---------- Records for this task

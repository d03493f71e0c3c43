//! `/forex` endpoints.

use remit_core::{ForexCalculateRequest, ForexQuote, ForexRate, RatePoint};

use super::{segment, with_query};
use crate::client::ApiClient;
use crate::error::ApiError;
use crate::request::RequestOptions;

/// Filters for [`ForexApi::history`].
#[derive(Debug, Clone, Default)]
pub struct HistoryQuery {
    /// Source currency.
    pub from: Option<String>,
    /// Target currency.
    pub to: Option<String>,
    /// Number of days back.
    pub days: Option<u32>,
}

/// Forex endpoints.
#[derive(Debug, Clone, Copy)]
pub struct ForexApi<'a> {
    client: &'a ApiClient,
}

impl<'a> ForexApi<'a> {
    pub(crate) fn new(client: &'a ApiClient) -> Self {
        Self { client }
    }

    /// `POST /forex/calculate`.
    pub async fn calculate(&self, request: &ForexCalculateRequest) -> Result<ForexQuote, ApiError> {
        self.client.post_json("/forex/calculate", request).await
    }

    /// `GET /forex/rate/{from}/{to}`.
    pub async fn rate(&self, from: &str, to: &str) -> Result<ForexRate, ApiError> {
        let path = format!(
            "/forex/rate/{}/{}",
            segment(&from.to_ascii_uppercase()),
            segment(&to.to_ascii_uppercase())
        );
        self.client.get_json(&path).await
    }

    /// `GET /forex/history`.
    pub async fn history(&self, query: &HistoryQuery) -> Result<Vec<RatePoint>, ApiError> {
        let days = query.days.map(|d| d.to_string());
        let path = with_query(
            "/forex/history",
            &[
                ("from", query.from.as_deref()),
                ("to", query.to.as_deref()),
                ("days", days.as_deref()),
            ],
        );

        self.client
            .request(&path, RequestOptions::get())
            .await?
            .decode_list("history")
    }
}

--------------------

## [Work required]
The word to find is "await". Copy every line of the records that holds it.

## [Finished exercise]
        self.client.post_json("/forex/calculate", request).await
        self.client.get_json(&path).await
            .await?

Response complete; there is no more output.